Key words: Secondary school students, physics education, plasma concept.
In the antique phlogiston theory, states of matter include "soil," "water," "air" and "fire." Despite its basic defects, the phlogiston theory classifies states of matter in 4 groups: Solid, liquid, gas and plasma. Although it is estimated that 99% of the matter in the universe is plasma, the significance and properties of the plasma state were only discovered in the 20th century (Johnson, Lectures in Plasma Physics).
The plasma state, which was first defined by Irwin Langmuir as an ionized gas containing free particles in 1928, constitutes more than 99% of the universe (Langmuir 1928, Tonks and Langmuir, 1929). Examples of plasmas in the universe include the sun, other stars, solar winds, supernovas and nebulas; examples of plasmas on Earth include polar lights (Auroras), lightning flashes, fire, the ionosphere region of the earth, the magma stratum of the earth and the Van Allen belts. Furthermore, examples of plasmas generated in vitro include neon advertisement lamps created with modern technology, Xenon headlamps of vehicles and sodium vapor lamps (Grill, 1993; Elizer and Eliezer, 2001; CPEP, 2014; Tresman, 2014, ESOGU, 2014).
The reason we encounter the plasma state of matter very frequently is that it has different properties compared with other states of matter. Freedom of movement of particles increases as matter changes from a solid state to liquid and gas states and reaches the plasma state. In solids, atoms are arranged in a periodic crystal lattice and have no freedom of movement. In liquids, atoms are free. However, due to powerful interatomic interaction, their volumes remain unchanged, but not their shapes. In gases, atoms collide with other gas atoms as they move freely. If they continue to radiate heat in their gas state, ionization may begin. Ionization state means that at least one electron leaves an atom or molecule. In a sufficiently heated gas, ionization occurs repeatedly and free electron and ion clouds begin to form. However, particular atoms are stimulated and continue to remain neutral electrically, expelling their energy surplus and again becoming basic atoms by emitting photons.
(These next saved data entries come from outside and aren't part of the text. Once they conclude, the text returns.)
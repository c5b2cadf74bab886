//! Static resource descriptors and the registry routing path segments to them.
//!
//! A `Resource` is declared once at startup; registration is fail-fast so a
//! bad declaration (unknown pk, filter field without a backing column,
//! duplicate path segment) aborts before any route is served.

use crate::case::FieldCase;
use crate::error::{ApiError, ResourceError};
use crate::export::ExportSpec;
use crate::filter::FilterKind;
use async_trait::async_trait;
use serde_json::{Map, Value};
use std::collections::HashMap;
use std::sync::Arc;

/// Primary key type for parsing path ids.
#[derive(Clone, Debug)]
pub enum PkType {
    Uuid,
    BigInt,
    Int,
    Text,
}

#[derive(Clone, Debug)]
pub struct ColumnDef {
    pub name: String,
    /// PostgreSQL type name for SQL casts (e.g. "timestamptz") when binding string values.
    pub pg_type: Option<String>,
    pub has_default: bool,
}

impl ColumnDef {
    pub fn new(name: impl Into<String>) -> Self {
        ColumnDef {
            name: name.into(),
            pg_type: None,
            has_default: false,
        }
    }

    pub fn typed(name: impl Into<String>, pg_type: impl Into<String>) -> Self {
        ColumnDef {
            name: name.into(),
            pg_type: Some(pg_type.into()),
            has_default: false,
        }
    }

    pub fn with_default(mut self) -> Self {
        self.has_default = true;
        self
    }
}

/// How a declared relationship attribute is persisted on create/update.
#[derive(Clone, Copy, Debug, PartialEq, Eq)]
pub enum SaveStrategy {
    /// Insert the payload rows into the child table with the fk set to the parent.
    Create,
    /// Point existing child rows (by id) at the parent.
    Attach,
    /// Clear the current set, then attach.
    Sync,
}

/// Child side of a relationship: which table holds the fk back to the parent.
#[derive(Clone, Debug)]
pub struct RelationTarget {
    pub table: String,
    pub fk_column: String,
    pub pk_column: String,
}

/// Maps a nested attribute in a create/update payload onto a related collection.
#[derive(Clone, Debug)]
pub struct RelationshipDescriptor {
    /// Payload attribute carrying the relationship data.
    pub attribute: String,
    pub relation: RelationTarget,
    pub strategy: SaveStrategy,
    pub clear_before_saving: bool,
}

/// Per-field validation rule for create/update bodies.
#[derive(Clone, Debug, Default)]
pub struct ValidationRule {
    pub required: bool,
    pub min_length: Option<u32>,
    pub max_length: Option<u32>,
    pub pattern: Option<String>,
    pub allowed: Option<Vec<Value>>,
    pub minimum: Option<f64>,
    pub maximum: Option<f64>,
}

#[derive(Clone, Debug)]
pub struct Resource {
    /// Human name used in export filenames and messages (e.g. "Product").
    pub name: String,
    /// URL segment (e.g. "products").
    pub path_segment: String,
    pub schema: String,
    pub table: String,
    pub pk_column: String,
    pub pk_type: PkType,
    pub columns: Vec<ColumnDef>,
    /// Declaration order is predicate application order.
    pub filter_fields: Vec<(String, FilterKind)>,
    /// Naming convention of backing columns, applied to client sort fields.
    pub field_case: Option<FieldCase>,
    /// Fetch-by column for show/update/delete; pk when None.
    pub get_by_field: Option<String>,
    pub relationships: Vec<RelationshipDescriptor>,
    pub validation: HashMap<String, ValidationRule>,
}

impl Resource {
    pub fn new(name: impl Into<String>, path_segment: impl Into<String>, table: impl Into<String>) -> Self {
        Resource {
            name: name.into(),
            path_segment: path_segment.into(),
            schema: "public".into(),
            table: table.into(),
            pk_column: "id".into(),
            pk_type: PkType::BigInt,
            columns: Vec::new(),
            filter_fields: Vec::new(),
            field_case: None,
            get_by_field: None,
            relationships: Vec::new(),
            validation: HashMap::new(),
        }
    }

    pub fn column(&self, name: &str) -> Option<&ColumnDef> {
        self.columns.iter().find(|c| c.name == name)
    }

    pub fn has_column(&self, name: &str) -> bool {
        self.column(name).is_some()
    }

    /// Attributes that carry relationship payloads rather than plain columns.
    pub fn relationship_attributes(&self) -> Vec<&str> {
        self.relationships.iter().map(|r| r.attribute.as_str()).collect()
    }

    fn check(&self) -> Result<(), ResourceError> {
        if !self.has_column(&self.pk_column) {
            return Err(ResourceError::UnknownPrimaryKey {
                resource: self.name.clone(),
                column: self.pk_column.clone(),
            });
        }
        for (field, _) in &self.filter_fields {
            if !self.has_column(field) {
                return Err(ResourceError::UnknownFilterField {
                    resource: self.name.clone(),
                    field: field.clone(),
                });
            }
        }
        for r in &self.relationships {
            if self.has_column(&r.attribute) {
                return Err(ResourceError::RelationshipAttributeCollision {
                    resource: self.name.clone(),
                    attribute: r.attribute.clone(),
                });
            }
        }
        Ok(())
    }
}

/// Per-resource behavior hooks. All methods default to no-ops so a plain
/// resource needs no implementation beyond `DefaultHooks`.
#[async_trait]
pub trait ResourceHooks: Send + Sync {
    /// Maps each entity in list responses.
    fn map_entity(&self, entity: Value) -> Value {
        entity
    }

    /// Maps the single entity in create/update/delete responses.
    fn map_single_entity(&self, entity: Value) -> Value {
        entity
    }

    /// Runs before the create transaction; may rewrite attributes or reject.
    async fn pre_create(&self, _attributes: &mut Map<String, Value>) -> Result<(), ApiError> {
        Ok(())
    }

    /// Runs inside the create transaction, after the entity exists.
    async fn post_create(&self, _entity: &Value) -> Result<(), ApiError> {
        Ok(())
    }

    async fn pre_update(
        &self,
        _attributes: &mut Map<String, Value>,
        _current: &Value,
    ) -> Result<(), ApiError> {
        Ok(())
    }

    async fn post_update(&self, _entity: &Value) -> Result<(), ApiError> {
        Ok(())
    }

    /// Gate for show/update/delete once the entity is loaded.
    async fn entity_access(&self, _entity: &Value) -> Result<(), ApiError> {
        Ok(())
    }

    /// Additional gate for update/delete.
    async fn entity_update_access(&self, _entity: &Value) -> Result<(), ApiError> {
        Ok(())
    }

    /// Sheet layout for export.
    fn export_spec(&self, resource: &Resource) -> ExportSpec {
        ExportSpec::new(vec![resource.columns.iter().map(|c| c.name.clone()).collect()])
    }

    /// Maps one entity to a spreadsheet row. `None` skips the row.
    fn export_row(&self, resource: &Resource, entity: &Value) -> Option<Vec<Value>> {
        let obj = entity.as_object()?;
        Some(
            resource
                .columns
                .iter()
                .map(|c| obj.get(&c.name).cloned().unwrap_or(Value::Null))
                .collect(),
        )
    }
}

/// Hooks for resources with no custom behavior.
pub struct DefaultHooks;

#[async_trait]
impl ResourceHooks for DefaultHooks {}

#[derive(Clone)]
pub struct RegisteredResource {
    pub def: Arc<Resource>,
    pub hooks: Arc<dyn ResourceHooks>,
}

/// All registered resources, keyed by path segment.
#[derive(Clone, Default)]
pub struct ResourceRegistry {
    by_path: HashMap<String, RegisteredResource>,
}

impl ResourceRegistry {
    pub fn new() -> Self {
        Self::default()
    }

    pub fn register(
        &mut self,
        resource: Resource,
        hooks: Arc<dyn ResourceHooks>,
    ) -> Result<(), ResourceError> {
        resource.check()?;
        let segment = resource.path_segment.clone();
        if self.by_path.contains_key(&segment) {
            return Err(ResourceError::DuplicatePathSegment(segment));
        }
        self.by_path.insert(
            segment,
            RegisteredResource {
                def: Arc::new(resource),
                hooks,
            },
        );
        Ok(())
    }

    pub fn by_path(&self, path: &str) -> Option<&RegisteredResource> {
        self.by_path.get(path)
    }

    pub fn len(&self) -> usize {
        self.by_path.len()
    }

    pub fn is_empty(&self) -> bool {
        self.by_path.is_empty()
    }

    /// Registered path segments, sorted for stable reporting.
    pub fn path_segments(&self) -> Vec<&str> {
        let mut segments: Vec<&str> = self.by_path.keys().map(String::as_str).collect();
        segments.sort_unstable();
        segments
    }
}

#[cfg(test)]
mod tests {
    use super::*;

    fn product() -> Resource {
        let mut r = Resource::new("Product", "products", "products");
        r.columns = vec![
            ColumnDef::new("id").with_default(),
            ColumnDef::new("name"),
            ColumnDef::typed("created_at", "timestamptz").with_default(),
        ];
        r
    }

    #[test]
    fn registers_valid_resource() {
        let mut reg = ResourceRegistry::new();
        reg.register(product(), Arc::new(DefaultHooks)).unwrap();
        assert!(reg.by_path("products").is_some());
    }

    #[test]
    fn rejects_unknown_pk() {
        let mut r = product();
        r.pk_column = "uid".into();
        let mut reg = ResourceRegistry::new();
        let err = reg.register(r, Arc::new(DefaultHooks)).unwrap_err();
        assert!(matches!(err, ResourceError::UnknownPrimaryKey { .. }));
    }

    #[test]
    fn rejects_filter_field_without_column() {
        let mut r = product();
        r.filter_fields = vec![("status".into(), FilterKind::Select)];
        let mut reg = ResourceRegistry::new();
        let err = reg.register(r, Arc::new(DefaultHooks)).unwrap_err();
        assert!(matches!(err, ResourceError::UnknownFilterField { .. }));
    }

    #[test]
    fn reports_registered_segments() {
        let mut reg = ResourceRegistry::new();
        assert!(reg.is_empty());
        reg.register(product(), Arc::new(DefaultHooks)).unwrap();
        let mut order = Resource::new("Order", "orders", "orders");
        order.columns = vec![ColumnDef::new("id").with_default()];
        reg.register(order, Arc::new(DefaultHooks)).unwrap();
        assert_eq!(reg.len(), 2);
        assert_eq!(reg.path_segments(), vec!["orders", "products"]);
    }

    #[test]
    fn rejects_duplicate_path_segment() {
        let mut reg = ResourceRegistry::new();
        reg.register(product(), Arc::new(DefaultHooks)).unwrap();
        let err = reg.register(product(), Arc::new(DefaultHooks)).unwrap_err();
        assert!(matches!(err, ResourceError::DuplicatePathSegment(_)));
    }
}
This medium, in which electrons in these atoms, ionized atoms and molecules, neutral atoms, stimulated atoms and molecules and photons exist together and interact permanently, is called “plasma.” Plasma is collectively neutral (Grill, 1993; Elizer and Eliezer, 2001; Contemporary Physics Education Project [CPEP], 2014; Tresman, 2014, Eskisehir Osmangazi University [ESOGU], 2014).
The most important two plasma parameters are particle density (number/cm3) and temperature (K). Classification of plasmas based on these parameters is given in Table 1 (Johnson, 2014).
Plasma physics has been particularly driven by two grand challenges. The first is to understand the behavior of natural plasmas in the universe. The majority of matter in the visible universe is in the plasma state. Behavior of the solar system is significantly determined by plasma physics. The Earth is embedded within a plasma (the ionosphere and magnetosphere); the solar wind trans-ports plasma from the sun to the Earth, and the Sun is a plasma. Moreover, plasmas are key to behavior at all scales in the universe – from the plasma filling the interstellar medium to extra-galactic jets of plasma that emanate from disks surrounding black holes.
The second challenge is to develop fusion energy as an energy source to transform the way the world produces energy. This requires producing, controlling – and understanding – a plasma at a temperature of 100 million degrees confined by a magnetic field. The goal to produce fusion energy on Earth for electricity generation is often aptly described as producing a sun in a container. Magnetic fields are used for confinement since no solid material could withstand the extremely high temperature of the plasma. A minimum required value for the product of the plasma (electron) density ne and the "energy confinement time" .is given by the Lawson criterion (Lawson, 1955) which is an important general measure of a system that defines the conditions needed for a fusion reactor to reach ignition.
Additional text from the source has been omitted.